------ THE INPUT ------

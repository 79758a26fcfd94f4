//! 下载策略配置：JSON 配置文件的解析与查询。
//!
//! 配置对象由调用方显式注入任务构建器，库内不保存全局单例。
//! 键名与既有配置文件格式保持兼容（`ThreadCount`、`categoryInfo` 等）。

use std::collections::HashMap;
use std::path::{Path, PathBuf};

use serde::{Deserialize, Serialize};
use thiserror::Error;

/// 多线程下载的内置文件大小门槛：10 MiB。
/// 配置可以调高，但不能低于该值。
pub const DEFAULT_MULTI_STREAM_THRESHOLD: u64 = 10 * 1024 * 1024;

/// 默认最大重试次数。
pub const DEFAULT_MAX_RETRIES: usize = 3;

#[derive(Debug, Error)]
pub enum SettingsError {
    #[error("读取配置文件失败: {0}")]
    Read(#[from] std::io::Error),

    #[error("解析配置文件失败: {0}")]
    Parse(#[from] serde_json::Error),
}

/// 一条分类规则：一组扩展名映射到一个输出目录。
#[derive(Debug, Clone, Default, Serialize, Deserialize)]
pub struct CategoryRule {
    #[serde(default)]
    pub name: String,
    #[serde(default)]
    pub exts: Vec<String>,
    #[serde(default, rename = "outputDir")]
    pub output_dir: String,
}

/// 下载策略配置。所有字段可缺省，缺省值在查询方法里兜底。
#[derive(Debug, Clone, Default, Serialize, Deserialize)]
pub struct Settings {
    #[serde(default, rename = "ThreadCount")]
    pub thread_count: usize,
    #[serde(default, rename = "MaxRetries")]
    pub max_retries: usize,
    #[serde(default, rename = "MinimumFileSize")]
    pub minimum_file_size: u64,
    #[serde(default, rename = "MaxConcurrentDownloads")]
    pub max_concurrent_downloads: usize,
    #[serde(default, rename = "Categories")]
    pub categories: Vec<String>,
    #[serde(default, rename = "Extensions")]
    pub extensions: Vec<String>,
    #[serde(default, rename = "OutputDir")]
    pub output_dir: String,
    #[serde(default, rename = "MainOutputDir")]
    pub main_output_dir: String,
    #[serde(default, rename = "categoryInfo")]
    pub category_info: Vec<CategoryRule>,
    #[serde(default, rename = "CustomHeaders")]
    pub custom_headers: HashMap<String, String>,
    #[serde(default, rename = "CustomCookies")]
    pub custom_cookies: String,
}

impl Settings {
    /// 从 JSON 文件加载配置。
    pub fn load(path: &Path) -> Result<Self, SettingsError> {
        let content = std::fs::read_to_string(path)?;
        Ok(serde_json::from_str(&content)?)
    }

    /// 配置的线程数；未配置（0）时返回 None，由任务按文件大小自选。
    pub fn thread_count(&self) -> Option<usize> {
        (self.thread_count > 0).then_some(self.thread_count)
    }

    /// 最大重试次数，未配置时取默认值。
    pub fn effective_max_retries(&self) -> usize {
        if self.max_retries > 0 {
            self.max_retries
        } else {
            DEFAULT_MAX_RETRIES
        }
    }

    /// 多线程下载的生效门槛：配置只能调高内置门槛，不能调低。
    pub fn multi_stream_threshold(&self) -> u64 {
        self.minimum_file_size.max(DEFAULT_MULTI_STREAM_THRESHOLD)
    }

    /// 按扩展名路由输出目录：分类规则 > MainOutputDir > OutputDir。
    /// 都未配置时返回 None，由路径规划回退到系统下载目录。
    pub fn output_dir_for(&self, filename: &str) -> Option<PathBuf> {
        let ext = filename
            .rsplit_once('.')
            .map(|(_, e)| e.to_ascii_lowercase())
            .unwrap_or_default();

        if !ext.is_empty() {
            for rule in &self.category_info {
                if rule.output_dir.is_empty() {
                    continue;
                }
                if rule.exts.iter().any(|e| e.eq_ignore_ascii_case(&ext)) {
                    return Some(PathBuf::from(&rule.output_dir));
                }
            }
        }

        if !self.main_output_dir.is_empty() {
            return Some(PathBuf::from(&self.main_output_dir));
        }
        if !self.output_dir.is_empty() {
            return Some(PathBuf::from(&self.output_dir));
        }
        None
    }
}
//! 单线程顺序下载：服务器不支持 Range、大小未知或文件过小时的路径。
//!
//! 支持 Range 时按输出文件当前长度尾部续传；下载的同时起一个延迟的
//! 小范围探测请求，补全初次探测没拿到的 Range 支持与文件大小信息。

use std::path::Path;
use std::sync::Arc;

use futures_util::StreamExt;
use reqwest::header::{ACCEPT_RANGES, CONTENT_RANGE, RANGE};
use reqwest::{Client, StatusCode};
use tokio::fs::{File, OpenOptions};
use tokio::io::AsyncWriteExt;
use tokio::sync::mpsc;
use tracing::{debug, info, warn};

use crate::internal::download::structs::download_error::DownloadError;
use crate::internal::download::structs::download_job::JobShared;

use super::multi_stream::worker::RETRY_DELAY;

/// 补充探测的启动延迟：先让主下载跑起来。
const HEADER_REFRESH_DELAY: std::time::Duration = std::time::Duration::from_secs(2);

/// 升级为多线程的已完成比例上限：超过就不值得切换了。
const ELEVATION_MAX_COMPLETED_RATIO: f64 = 0.25;

/// 单线程下载入口参数。
pub(crate) struct SingleStreamParams {
    pub client: Client,
    pub shared: Arc<JobShared>,
}

/// 中途补充探测得到的头信息。
#[derive(Debug, Clone, Copy)]
struct HeaderRefresh {
    accepts_ranges: bool,
    size: u64,
}

/// 执行单线程下载，瞬时故障按任务的 max_retries 重试（续传避免重复拉取）。
pub(crate) async fn run_single_stream(params: SingleStreamParams) -> Result<(), DownloadError> {
    let shared = params.shared;
    let client = params.client;

    let (metadata, placement) = {
        let state = shared.state.lock().unwrap();
        (
            state.metadata.clone().unwrap_or_default(),
            state.placement.clone(),
        )
    };
    let placement = placement.ok_or_else(|| DownloadError::InvalidState {
        status: shared.current_status(),
        operation: "single_stream",
    })?;

    // 补充探测与主下载并行，结果经通道送回读循环
    let (refresh_tx, mut refresh_rx) = mpsc::channel::<HeaderRefresh>(1);
    let refresh_task = tokio::spawn(refresh_headers(
        client.clone(),
        metadata.final_url.clone(),
        refresh_tx,
    ));

    let max_retries = shared.max_retries();
    let mut attempts = 0usize;
    let result = loop {
        if shared.cancel.is_tripped() {
            break Err(DownloadError::Cancelled);
        }

        match single_attempt(&client, &shared, &placement.full_path, &mut refresh_rx).await {
            Ok(()) => break Ok(()),
            Err(DownloadError::Cancelled) => break Err(DownloadError::Cancelled),
            Err(e) => {
                if shared.cancel.is_tripped() {
                    break Err(DownloadError::Cancelled);
                }
                attempts += 1;
                if e.is_transient() && attempts <= max_retries {
                    warn!(attempts, error = %e, "单线程下载瞬时故障，重试");
                    tokio::time::sleep(RETRY_DELAY).await;
                    continue;
                }
                break Err(e);
            }
        }
    };

    refresh_task.abort();
    result
}

/// 单次下载尝试。每次尝试重新按文件长度计算续传偏移。
async fn single_attempt(
    client: &Client,
    shared: &Arc<JobShared>,
    full_path: &Path,
    refresh_rx: &mut mpsc::Receiver<HeaderRefresh>,
) -> Result<(), DownloadError> {
    let metadata = shared
        .state
        .lock()
        .unwrap()
        .metadata
        .clone()
        .unwrap_or_default();

    // 续传偏移：输出文件已存在且服务器支持 Range 时取其长度
    let mut offset = if metadata.accepts_ranges {
        tokio::fs::metadata(full_path)
            .await
            .map(|m| m.len())
            .unwrap_or(0)
    } else {
        0
    };

    let mut request = client.get(&metadata.final_url);
    if offset > 0 {
        request = request.header(RANGE, format!("bytes={}-", offset));
    }
    let resp = request.send().await?;

    let status = resp.status();
    if offset > 0 && status == StatusCode::PARTIAL_CONTENT {
        debug!(offset, "服务器接受续传");
    } else if offset > 0 && status == StatusCode::OK {
        // 服务器忽略 Range，从头重来
        info!("服务器未接受续传请求，从头下载");
        offset = 0;
    } else if status != StatusCode::OK {
        return Err(DownloadError::HttpStatus(status));
    }

    // 进度计数与文件实际字节对齐：续传只补差值，重试不重复累计；
    // 从头重来（服务器忽略续传或失败后的整文件重试）只清字节计数，
    // 开始时间与速度状态保持本次运行不变。
    let counted = shared.tracker.bytes_done();
    if offset > counted {
        shared.tracker.add_bytes(offset - counted);
    } else if offset == 0 && counted > 0 {
        shared.tracker.reset_bytes();
    }

    // 总大小：初次探测未知时用响应的 Content-Length 补
    let mut total = metadata.size;
    if total == 0 {
        if let Some(len) = resp.content_length() {
            total = offset + len;
            shared.tracker.set_total(total);
        }
    }

    let mut file = if offset > 0 {
        OpenOptions::new()
            .append(true)
            .open(full_path)
            .await
            .map_err(DownloadError::CreateFile)?
    } else {
        File::create(full_path)
            .await
            .map_err(DownloadError::CreateFile)?
    };

    let mut received = 0u64;
    let mut stream = resp.bytes_stream();

    loop {
        // 补充探测结果随读循环消化
        if let Ok(refresh) = refresh_rx.try_recv() {
            apply_header_refresh(shared, refresh);
        }

        shared.gate.wait_if_paused().await;
        if shared.cancel.is_tripped() {
            return Err(DownloadError::Cancelled);
        }

        match stream.next().await {
            Some(Ok(bytes)) => {
                file.write_all(&bytes)
                    .await
                    .map_err(DownloadError::WriteFile)?;
                received += bytes.len() as u64;
                shared.tracker.add_bytes(bytes.len() as u64);
                if let Some(snapshot) = shared.tracker.sample() {
                    shared
                        .observers
                        .lock()
                        .await
                        .run_on_progress(&snapshot)
                        .await;
                }
            }
            Some(Err(e)) => return Err(DownloadError::Request(e)),
            None => break,
        }
    }

    file.flush().await.map_err(DownloadError::FlushFile)?;

    // 大小已知时校验是否收满
    if total > 0 && offset + received < total {
        return Err(DownloadError::PrematureEof {
            expected: total - offset,
            received,
        });
    }

    if total == 0 {
        shared.tracker.set_total(offset + received);
    }
    info!(bytes = offset + received, "单线程下载完成");
    Ok(())
}

/// 补充探测：延迟 2 秒后发一个 `bytes=0-1023` 的小范围请求，
/// 从 206 状态或 Content-Range 里确认 Range 支持与真实大小。
async fn refresh_headers(client: Client, url: String, tx: mpsc::Sender<HeaderRefresh>) {
    tokio::time::sleep(HEADER_REFRESH_DELAY).await;

    let resp = match client
        .get(&url)
        .header(RANGE, "bytes=0-1023")
        .send()
        .await
    {
        Ok(resp) => resp,
        Err(e) => {
            debug!(error = %e, "补充探测失败，忽略");
            return;
        }
    };

    let accepts_ranges = resp.status() == StatusCode::PARTIAL_CONTENT
        || resp
            .headers()
            .get(ACCEPT_RANGES)
            .and_then(|v| v.to_str().ok())
            .map(|v| v.to_ascii_lowercase().contains("bytes"))
            .unwrap_or(false);

    // Content-Range: bytes 0-1023/10485760 → 取斜杠后的总大小
    let size = resp
        .headers()
        .get(CONTENT_RANGE)
        .and_then(|v| v.to_str().ok())
        .and_then(|v| v.rsplit('/').next())
        .and_then(|v| v.trim().parse::<u64>().ok())
        .or(resp.content_length())
        .unwrap_or(0);

    // 丢弃响应体，只要头
    drop(resp);

    let _ = tx.send(HeaderRefresh {
        accepts_ranges,
        size,
    }).await;
}

/// 把补充探测结果并入任务元数据；满足升级条件时只记录不切换。
fn apply_header_refresh(shared: &Arc<JobShared>, refresh: HeaderRefresh) {
    let mut state = shared.state.lock().unwrap();
    let Some(metadata) = state.metadata.as_mut() else {
        return;
    };

    if refresh.size > 0 && metadata.size == 0 {
        metadata.size = refresh.size;
        shared.tracker.set_total(refresh.size);
        debug!(size = refresh.size, "补充探测得到文件大小");
    }
    if refresh.accepts_ranges && !metadata.accepts_ranges {
        metadata.accepts_ranges = true;
        debug!("补充探测确认服务器支持 Range");
    }

    let size = metadata.size;
    let accepts = metadata.accepts_ranges;
    drop(state);

    if should_elevate(accepts, size, shared.tracker.bytes_done()) {
        // TODO: 实现单线程到多线程的空中切换；目前只更新元数据，
        // 重启任务后由策略选择直接进入多线程。
        info!("当前下载满足多线程条件（本次运行保持单线程）");
    }
}

/// 是否值得升级为多线程：支持 Range、达到大小门槛、完成比例不超过上限。
fn should_elevate(accepts_ranges: bool, size: u64, bytes_done: u64) -> bool {
    if !accepts_ranges || size < 10 * 1024 * 1024 {
        return false;
    }
    (bytes_done as f64 / size as f64) <= ELEVATION_MAX_COMPLETED_RATIO
}
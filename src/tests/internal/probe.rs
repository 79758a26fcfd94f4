//! 探测测试：HEAD 成功路径、GET 降级、文件名三级回退、错误分类。

use wiremock::matchers::method;
use wiremock::{Mock, MockServer, ResponseTemplate};

use crate::internal::net::{build_download_client, BuildClientParams};
use crate::internal::probe::functions::filename::{
    default_filename, extension_from_content_type, filename_from_content_disposition,
    filename_from_url,
};
use crate::internal::probe::{fetch_server_metadata, ProbeError};
use crate::tests::{mount_file, test_body};

fn plain_client() -> reqwest::Client {
    build_download_client(BuildClientParams {
        headers: &Default::default(),
        cookie: None,
    })
    .expect("构造客户端失败")
}

#[tokio::test]
async fn head_success_extracts_metadata() {
    let server = MockServer::start().await;
    Mock::given(method("HEAD"))
        .respond_with(
            ResponseTemplate::new(200)
                .insert_header("Accept-Ranges", "bytes")
                .insert_header("Content-Type", "application/pdf")
                .insert_header("Content-Disposition", "attachment; filename=\"report.pdf\""),
        )
        .mount(&server)
        .await;

    let url = format!("{}/files/any", server.uri());
    let metadata = fetch_server_metadata(&plain_client(), &url)
        .await
        .expect("探测应成功");

    assert_eq!(metadata.filename, "report.pdf");
    assert_eq!(metadata.content_type, "application/pdf");
    assert!(metadata.accepts_ranges);
    assert_eq!(metadata.final_url, url);
}

#[tokio::test]
async fn head_rejected_falls_back_to_get() {
    let server = MockServer::start().await;
    let body = test_body(4096);
    mount_file(&server, body, true).await;

    let url = format!("{}/data/archive.zip", server.uri());
    let metadata = fetch_server_metadata(&plain_client(), &url)
        .await
        .expect("GET 降级应成功");

    // 文件名来自 URL 路径末段，大小来自 GET 的 Content-Length
    assert_eq!(metadata.filename, "archive.zip");
    assert_eq!(metadata.size, 4096);
    assert!(metadata.accepts_ranges);
}

#[tokio::test]
async fn http_error_status_is_terminal_without_retry() {
    let server = MockServer::start().await;
    Mock::given(method("HEAD"))
        .respond_with(ResponseTemplate::new(404))
        .mount(&server)
        .await;
    Mock::given(method("GET"))
        .respond_with(ResponseTemplate::new(404))
        .expect(1) // 状态错误不应触发整体重试
        .mount(&server)
        .await;

    let url = format!("{}/missing", server.uri());
    let err = fetch_server_metadata(&plain_client(), &url)
        .await
        .expect_err("404 应失败");

    assert!(matches!(err, ProbeError::HttpStatus(s) if s.as_u16() == 404));
}

#[tokio::test]
async fn transport_error_exhausts_attempts() {
    // 指向无人监听的端口，三次尝试全部连接失败
    let err = fetch_server_metadata(&plain_client(), "http://127.0.0.1:9/none")
        .await
        .expect_err("连接失败应耗尽重试");

    match err {
        ProbeError::Exhausted { attempts, .. } => assert_eq!(attempts, 3),
        other => panic!("预期 Exhausted，得到: {}", other),
    }
}

#[test]
fn content_disposition_prefers_plain_filename() {
    assert_eq!(
        filename_from_content_disposition("attachment; filename=\"a.zip\""),
        Some("a.zip".to_string())
    );
    assert_eq!(
        filename_from_content_disposition("attachment; filename=b.pdf"),
        Some("b.pdf".to_string())
    );
    // filename* 只在 filename 缺席时生效，并做百分号解码
    assert_eq!(
        filename_from_content_disposition("attachment; filename*=UTF-8''%E6%96%87%E6%A1%A3.pdf"),
        Some("文档.pdf".to_string())
    );
    assert_eq!(
        filename_from_content_disposition(
            "attachment; filename=x.bin; filename*=UTF-8''y.bin"
        ),
        Some("x.bin".to_string())
    );
    assert_eq!(filename_from_content_disposition("inline"), None);
}

#[test]
fn url_filename_requires_a_dot() {
    assert_eq!(
        filename_from_url("https://example.com/pub/video.mp4?sig=1"),
        Some("video.mp4".to_string())
    );
    assert_eq!(filename_from_url("https://example.com/pub/latest"), None);
    assert_eq!(
        filename_from_url("https://example.com/%E8%B5%84%E6%96%99.zip"),
        Some("资料.zip".to_string())
    );
}

#[test]
fn default_name_appends_mime_extension() {
    assert_eq!(extension_from_content_type("application/pdf"), ".pdf");
    assert_eq!(extension_from_content_type("image/png; charset=binary"), ".png");
    assert_eq!(extension_from_content_type("application/x-unknown"), "");
    assert_eq!(default_filename("text/html"), "downloaded_file.html");
    assert_eq!(default_filename(""), "downloaded_file");
}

------

| GOAL OF THE EXERCISE |
Copy out only the lines above from the one with "pub(crate) struct SingleStreamParams" to the one with "let (refresh_tx, mut", inclusive, exactly as they stand.

| RESULT OF THIS TASK |
pub(crate) struct SingleStreamParams {
    pub client: Client,
    pub shared: Arc<JobShared>,
}

/// 中途补充探测得到的头信息。
#[derive(Debug, Clone, Copy)]
struct HeaderRefresh {
    accepts_ranges: bool,
    size: u64,
}

/// 执行单线程下载，瞬时故障按任务的 max_retries 重试（续传避免重复拉取）。
pub(crate) async fn run_single_stream(params: SingleStreamParams) -> Result<(), DownloadError> {
    let shared = params.shared;
    let client = params.client;

    let (metadata, placement) = {
        let state = shared.state.lock().unwrap();
        (
            state.metadata.clone().unwrap_or_default(),
            state.placement.clone(),
        )
    };
    let placement = placement.ok_or_else(|| DownloadError::InvalidState {
        status: shared.current_status(),
        operation: "single_stream",
    })?;

    // 补充探测与主下载并行，结果经通道送回读循环
    let (refresh_tx, mut refresh_rx) = mpsc::channel::<HeaderRefresh>(1);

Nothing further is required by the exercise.